Taiwanese smartphone company HTC has posted a third quarter profit drop of 79 per cent, as the gap between the company and market leaders Samsung and Apple grows ever wider.
HTC has reported a net profit of NT$3.9bn (£83m) from July to September 2012, contrasting with NT$18.689bn for the same quarter last year.
HTC can be considered a pioneer of Android smartphones, popularising the concept with models such as the Desire and Wildfire, which offered usability on a par with Apple's offerings while weighing in at a lower price point and introducing audiences to the open source nature of the Android platform and the Google Play Store.
HTC's stock has fallen by 44 per cent since the beginning of the year and, as Samsung has recently posted a profit rise of 85 per cent for the same quarter, eerily mirroring HTC's loss, it seems difficult to see how the company can recover to recapture its market from Samsung and Apple.

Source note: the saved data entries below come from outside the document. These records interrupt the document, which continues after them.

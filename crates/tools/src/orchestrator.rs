//! Tool execution orchestrator.
//!
//! Owns the tool registry, the backing tool server, and the terminal
//! registry. Every call is bound to a working directory; calls without one
//! run in the configured default workspace.

use forgeloop_core::approval::{ActionDescriptor, ApprovalDecision, ApprovalGate};
use forgeloop_core::error::ToolError;
use forgeloop_core::terminal::{TerminalRegistry, TerminalSession};
use forgeloop_core::tool::{ToolCall, ToolContext, ToolRegistry, ToolResult, ToolServer, ToolServerRequest};
use std::path::{Path, PathBuf};
use std::sync::Arc;
use std::time::{Duration, Instant};
use tracing::{debug, info, warn};

use crate::server::TERMINAL_KILL;
use crate::shell::DEV_SERVER_TERMINAL_PREFIX;

#[derive(Debug, Clone)]
pub struct OrchestratorSettings {
    /// Used when a call names no working directory.
    pub default_workspace: PathBuf,
    /// Bound for commands that run to completion.
    pub command_timeout: Duration,
}

impl OrchestratorSettings {
    pub fn from_config(config: &forgeloop_config::ToolsConfig) -> Self {
        Self {
            default_workspace: config.workspace_root.clone(),
            command_timeout: Duration::from_secs(config.command_timeout_secs),
        }
    }
}

impl Default for OrchestratorSettings {
    fn default() -> Self {
        Self::from_config(&forgeloop_config::ToolsConfig::default())
    }
}

/// Per-call options.
#[derive(Debug, Clone, Copy, Default)]
pub struct ExecuteOptions {
    /// Consult the attached approval gate before dispatch.
    pub require_approval: bool,
}

pub struct ToolOrchestrator {
    registry: ToolRegistry,
    server: Arc<dyn ToolServer>,
    terminals: Arc<TerminalRegistry>,
    approval: Option<Arc<dyn ApprovalGate>>,
    settings: OrchestratorSettings,
}

impl ToolOrchestrator {
    /// Build with the default tool set, failing if `server` cannot back it.
    pub fn new(server: Arc<dyn ToolServer>, settings: OrchestratorSettings) -> Result<Self, ToolError> {
        Self::with_registry(server, settings, crate::default_registry())
    }

    pub fn with_registry(
        server: Arc<dyn ToolServer>,
        settings: OrchestratorSettings,
        registry: ToolRegistry,
    ) -> Result<Self, ToolError> {
        registry.validate_against(server.as_ref())?;
        info!(
            server = server.name(),
            tools = registry.names().len(),
            workspace = %settings.default_workspace.display(),
            "Tool orchestrator ready"
        );
        Ok(Self {
            registry,
            server,
            terminals: Arc::new(TerminalRegistry::new()),
            approval: None,
            settings,
        })
    }

    /// Share a terminal registry with other orchestrators.
    pub fn with_terminals(mut self, terminals: Arc<TerminalRegistry>) -> Self {
        self.terminals = terminals;
        self
    }

    pub fn with_approval_gate(mut self, gate: Arc<dyn ApprovalGate>) -> Self {
        self.approval = Some(gate);
        self
    }

    pub fn registry(&self) -> &ToolRegistry {
        &self.registry
    }

    pub fn terminals(&self) -> &Arc<TerminalRegistry> {
        &self.terminals
    }

    pub fn settings(&self) -> &OrchestratorSettings {
        &self.settings
    }

    fn context(&self, working_dir: Option<&Path>) -> ToolContext {
        ToolContext {
            working_dir: working_dir
                .map(Path::to_path_buf)
                .unwrap_or_else(|| self.settings.default_workspace.clone()),
            server: self.server.clone(),
            terminals: self.terminals.clone(),
            command_timeout: self.settings.command_timeout,
        }
    }

    /// Execute one tool call against the workspace.
    pub async fn execute_tool(
        &self,
        call: &ToolCall,
        working_dir: Option<&Path>,
        options: ExecuteOptions,
    ) -> Result<ToolResult, ToolError> {
        let tool = self.registry.require(&call.name)?;

        if options.require_approval {
            if let Some(gate) = &self.approval {
                let action = ActionDescriptor::from_call(&call.name, &call.arguments);
                if gate.should_require_approval(&action) {
                    if let ApprovalDecision::Denied { reason } = gate.request_approval(&action).await {
                        warn!(tool = %call.name, reason = %reason, "Tool call denied");
                        return Err(ToolError::ApprovalDenied {
                            tool_name: call.name.clone(),
                            reason,
                        });
                    }
                }
            }
        }

        let ctx = self.context(working_dir);
        debug!(tool = %call.name, call_id = %call.id, cwd = %ctx.working_dir.display(), "Dispatching tool call");

        let started = Instant::now();
        let outcome = tool.execute(call.arguments.clone(), &ctx).await;
        let elapsed_ms = started.elapsed().as_millis() as u64;

        match outcome {
            Ok(mut result) => {
                result.call_id = call.id.clone();
                debug!(tool = %call.name, success = result.success, elapsed_ms, "Tool call finished");
                Ok(result)
            }
            Err(e) => {
                warn!(tool = %call.name, error = %e, elapsed_ms, "Tool call failed");
                Err(e)
            }
        }
    }

    /// Dev servers started by `execute_command`, oldest first.
    pub async fn dev_servers(&self) -> Vec<TerminalSession> {
        self.terminals
            .list()
            .await
            .into_iter()
            .filter(|s| s.name.starts_with(DEV_SERVER_TERMINAL_PREFIX))
            .collect()
    }

    /// Kill a tracked dev server terminal and forget it.
    pub async fn stop_dev_server(&self, id: &str) -> Result<TerminalSession, ToolError> {
        let session = self
            .terminals
            .get(id)
            .await
            .ok_or_else(|| ToolError::ExecutionFailed {
                tool_name: "kill_terminal".into(),
                reason: format!("no dev server with terminal id {id}"),
            })?;

        let response = self
            .server
            .execute(ToolServerRequest::new(
                TERMINAL_KILL,
                serde_json::json!({
                    "terminalId": id,
                    "cwd": session.working_dir.to_string_lossy(),
                }),
            ))
            .await?;
        if !response.success {
            return Err(ToolError::ExecutionFailed {
                tool_name: "kill_terminal".into(),
                reason: response.error.unwrap_or_else(|| format!("could not kill terminal {id}")),
            });
        }

        self.terminals.remove(id).await;
        info!(terminal_id = %id, name = %session.name, "Dev server stopped");
        Ok(session)
    }
}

A memo leaked in August 2012 by HTC founder and CEO Peter Chou acknowledged that the company was struggling to adapt to a developing smartphone market.
"HTC used to be a company where we did things quick and reacted quick," wrote Chou.
"However, the fast growth from the last two years has slowed us down... we agreed to do something, but we either didn't do it or executed it loosely."
Even critical acclaim for the One X, which appeared to be able to go up directly against Samsung's Galaxy S3, was unable to reverse HTC's fortunes, shipping a reported 9.1 million units worldwide between April and June 2012 compared to Samsung's 50.3 million total.
The HTC 8X and 8S – the company's first dedicated Windows 8 phones – could help to reverse the company's ailing fortunes. Going up against the latest models in Nokia's Lumia range, the phones could offer a smartphone solution for those seeking an alternative to Nokia's camera-focused approach to Windows 8 hardware.
Nokia and Microsoft's historically close relationship, however, could still give the Finnish company the edge with Windows 8, as hinted at by Nokia CEO Stephen Elop last week as he spoke of hardware "exclusivities" for the upcoming Nokia range.
By eliminating high entry costs for big data analysis, you can convert more raw data into valuable business insight.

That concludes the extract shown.